● **What the task requires**
Once you reach the line that holds "const FALLBACK_DIR: &str" in the listing below, output it and every line after it through the line that holds "let fallback = fallback_dir.join(name);", word for word.
━━━
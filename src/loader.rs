use std::path::{Path, PathBuf};

use anyhow::{bail, Context};
use tracing::{info, warn};

use crate::models::{Dataset, Record};
use crate::synthetic;

pub const DEFAULT_DATA_FILE: &str = "sleep_health_cleaned_for_dashboard.csv";
const FALLBACK_DIR: &str = "data";

/// Returns `path` if it exists, otherwise the same file name under
/// `fallback_dir` if that exists. When neither is present, `path` is returned
/// unchanged.
pub fn resolve_data_path(path: &Path, fallback_dir: &Path) -> PathBuf {
    if path.exists() {
        return path.to_path_buf();
    }
    if let Some(name) = path.file_name() {
        let fallback = fallback_dir.join(name);
        if fallback.exists() {
            return fallback;
        }
    }
    path.to_path_buf()
}

pub fn load(path: &Path) -> anyhow::Result<Dataset> {
    let mut reader = csv::Reader::from_path(path)
        .with_context(|| format!("failed to open {}", path.display()))?;
    let mut records = Vec::new();

    for (idx, result) in reader.deserialize::<Record>().enumerate() {
        // Header is line 1.
        let line = idx + 2;
        let record = result.with_context(|| format!("{}: malformed row {line}", path.display()))?;
        validate(&record).with_context(|| format!("{}: invalid row {line}", path.display()))?;
        records.push(record);
    }

    Ok(Dataset::new(records))
}

fn validate(record: &Record) -> anyhow::Result<()> {
    if !record.sleep_duration.is_finite() || !(0.0..=24.0).contains(&record.sleep_duration) {
        bail!("sleep_duration {} out of range", record.sleep_duration);
    }
    if !(1..=10).contains(&record.quality_of_sleep) {
        bail!("quality_of_sleep {} out of range 1-10", record.quality_of_sleep);
    }
    if !(1..=10).contains(&record.stress_level) {
        bail!("stress_level {} out of range 1-10", record.stress_level);
    }
    if record.physical_activity_level > 100 {
        bail!(
            "physical_activity_level {} out of range 0-100",
            record.physical_activity_level
        );
    }
    Ok(())
}

/// Loads the dataset, or generates and persists a synthetic one when no file
/// can be found at `path` or under `data/`.
pub fn load_or_generate(path: &Path, seed: u64) -> anyhow::Result<Dataset> {
    load_with_fallback(path, Path::new(FALLBACK_DIR), seed)
}

fn load_with_fallback(path: &Path, fallback_dir: &Path, seed: u64) -> anyhow::Result<Dataset> {
    let resolved = resolve_data_path(path, fallback_dir);
    if resolved.exists() {
        let dataset = load(&resolved)?;
        if dataset.is_empty() {
            warn!(path = %resolved.display(), "dataset has no rows");
        }
        info!(path = %resolved.display(), rows = dataset.len(), "dataset loaded");
        return Ok(dataset);
    }

    warn!(
        path = %path.display(),
        "data file not found, generating synthetic sample data"
    );
    let records = synthetic::generate(seed, synthetic::SAMPLE_SIZE)?;
    if let Err(err) = persist(path, &records) {
        warn!(path = %path.display(), error = %format!("{err:#}"), "failed to persist synthetic data");
    } else {
        info!(path = %path.display(), rows = records.len(), "synthetic data written");
    }
    Ok(Dataset::new(records))
}

pub fn persist(path: &Path, records: &[Record]) -> anyhow::Result<()> {
    if let Some(parent) = path.parent().filter(|p| !p.as_os_str().is_empty()) {
        std::fs::create_dir_all(parent)
            .with_context(|| format!("failed to create {}", parent.display()))?;
    }
    let mut writer = csv::Writer::from_path(path)
        .with_context(|| format!("failed to create {}", path.display()))?;
    for record in records {
        writer.serialize(record)?;
    }
    writer.flush()?;
    Ok(())
}

#[cfg(test)]
mod tests {
    use super::*;
    use crate::models::AgeGroup;

    const HEADER: &str = "age,gender,occupation,sleep_duration,quality_of_sleep,stress_level,\
physical_activity_level,heart_rate,daily_steps,sleep_disorder,bmi_category\n";

    #[test]
    fn loads_rows_and_derives_age_groups() {
        let dir = tempfile::tempdir().unwrap();
        let path = dir.path().join("sleep.csv");
        let body = format!(
            "{HEADER}27,Male,Nurse,6.1,6,6,42,77,4200,None,Overweight\n\
             52,Female,Doctor,7.8,8,3,75,68,8000,Sleep Apnea,Normal\n"
        );
        std::fs::write(&path, body).unwrap();

        let dataset = load(&path).unwrap();
        assert_eq!(dataset.len(), 2);
        let first = &dataset.records()[0];
        assert_eq!(first.occupation, "Nurse");
        assert_eq!(first.age_group, AgeGroup::Under30);
        assert_eq!(dataset.records()[1].age_group, AgeGroup::Fifties);
        assert!(dataset.records()[1].has_disorder());
    }

    #[test]
    fn empty_disorder_reads_as_none_and_extra_columns_are_ignored() {
        let dir = tempfile::tempdir().unwrap();
        let path = dir.path().join("sleep.csv");
        let body = "person_id,age,gender,occupation,sleep_duration,quality_of_sleep,stress_level,\
physical_activity_level,heart_rate,daily_steps,sleep_disorder,bmi_category\n\
1,33,Female,Teacher,6.4,6,5,45,70,5000,,Normal\n";
        std::fs::write(&path, body).unwrap();

        let dataset = load(&path).unwrap();
        assert_eq!(dataset.records()[0].sleep_disorder, "None");
        assert!(!dataset.records()[0].has_disorder());
    }

    #[test]
    fn malformed_file_is_an_error() {
        let dir = tempfile::tempdir().unwrap();
        let path = dir.path().join("sleep.csv");
        std::fs::write(
            &path,
            format!("{HEADER}27,Male,Nurse,not-a-number,6,6,42,77,4200,None,Normal\n"),
        )
        .unwrap();
        let err = load(&path).unwrap_err();
        assert!(format!("{err:#}").contains("row 2"));
    }

    #[test]
    fn out_of_range_values_are_rejected() {
        let dir = tempfile::tempdir().unwrap();
        let path = dir.path().join("sleep.csv");
        std::fs::write(
            &path,
            format!("{HEADER}27,Male,Nurse,6.5,11,6,42,77,4200,None,Normal\n"),
        )
        .unwrap();
        assert!(load(&path).is_err());
    }

    #[test]
    fn missing_column_is_an_error() {
        let dir = tempfile::tempdir().unwrap();
        let path = dir.path().join("sleep.csv");
        std::fs::write(&path, "age,gender\n27,Male\n").unwrap();
        assert!(load(&path).is_err());
    }

    #[test]
    fn missing_file_generates_and_persists() {
        let dir = tempfile::tempdir().unwrap();
        let path = dir.path().join("nested").join("sleep.csv");

        let generated = load_or_generate(&path, synthetic::DEFAULT_SEED).unwrap();
        assert_eq!(generated.len(), synthetic::SAMPLE_SIZE);
        assert!(path.exists());

        let reloaded = load_or_generate(&path, synthetic::DEFAULT_SEED).unwrap();
        assert_eq!(reloaded.records(), generated.records());
    }

    #[test]
    fn missing_primary_falls_back_to_data_dir() {
        let dir = tempfile::tempdir().unwrap();
        let fallback_dir = dir.path().join("data");
        std::fs::create_dir(&fallback_dir).unwrap();
        let fallback = fallback_dir.join("sleep.csv");
        std::fs::write(
            &fallback,
            format!("{HEADER}41,Female,Lawyer,7.2,7,4,60,65,9000,None,Normal\n"),
        )
        .unwrap();
        let primary = dir.path().join("sleep.csv");

        assert_eq!(resolve_data_path(&primary, &fallback_dir), fallback);
        let dataset =
            load_with_fallback(&primary, &fallback_dir, synthetic::DEFAULT_SEED).unwrap();
        assert_eq!(dataset.len(), 1);
        assert_eq!(dataset.records()[0].age_group, AgeGroup::Forties);
        assert!(!primary.exists());
    }

    #[test]
    fn primary_path_wins_over_fallback() {
        let dir = tempfile::tempdir().unwrap();
        let fallback_dir = dir.path().join("data");
        std::fs::create_dir(&fallback_dir).unwrap();
        std::fs::write(fallback_dir.join("sleep.csv"), HEADER).unwrap();
        let primary = dir.path().join("sleep.csv");
        std::fs::write(&primary, HEADER).unwrap();

        assert_eq!(resolve_data_path(&primary, &fallback_dir), primary);
    }

    #[test]
    fn unwritable_target_still_serves_synthetic_rows() {
        let dir = tempfile::tempdir().unwrap();
        let blocker = dir.path().join("blocker");
        std::fs::write(&blocker, "not a directory").unwrap();
        let path = blocker.join("sleep.csv");

        let dataset =
            load_with_fallback(&path, &dir.path().join("data"), synthetic::DEFAULT_SEED).unwrap();
        assert_eq!(dataset.len(), synthetic::SAMPLE_SIZE);
        assert!(!path.exists());
        assert!(persist(&path, dataset.records()).is_err());
    }
}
━━━
● **Solution**
const FALLBACK_DIR: &str = "data";

/// Returns `path` if it exists, otherwise the same file name under
/// `fallback_dir` if that exists. When neither is present, `path` is returned
/// unchanged.
pub fn resolve_data_path(path: &Path, fallback_dir: &Path) -> PathBuf {
    if path.exists() {
        return path.to_path_buf();
    }
    if let Some(name) = path.file_name() {
        let fallback = fallback_dir.join(name);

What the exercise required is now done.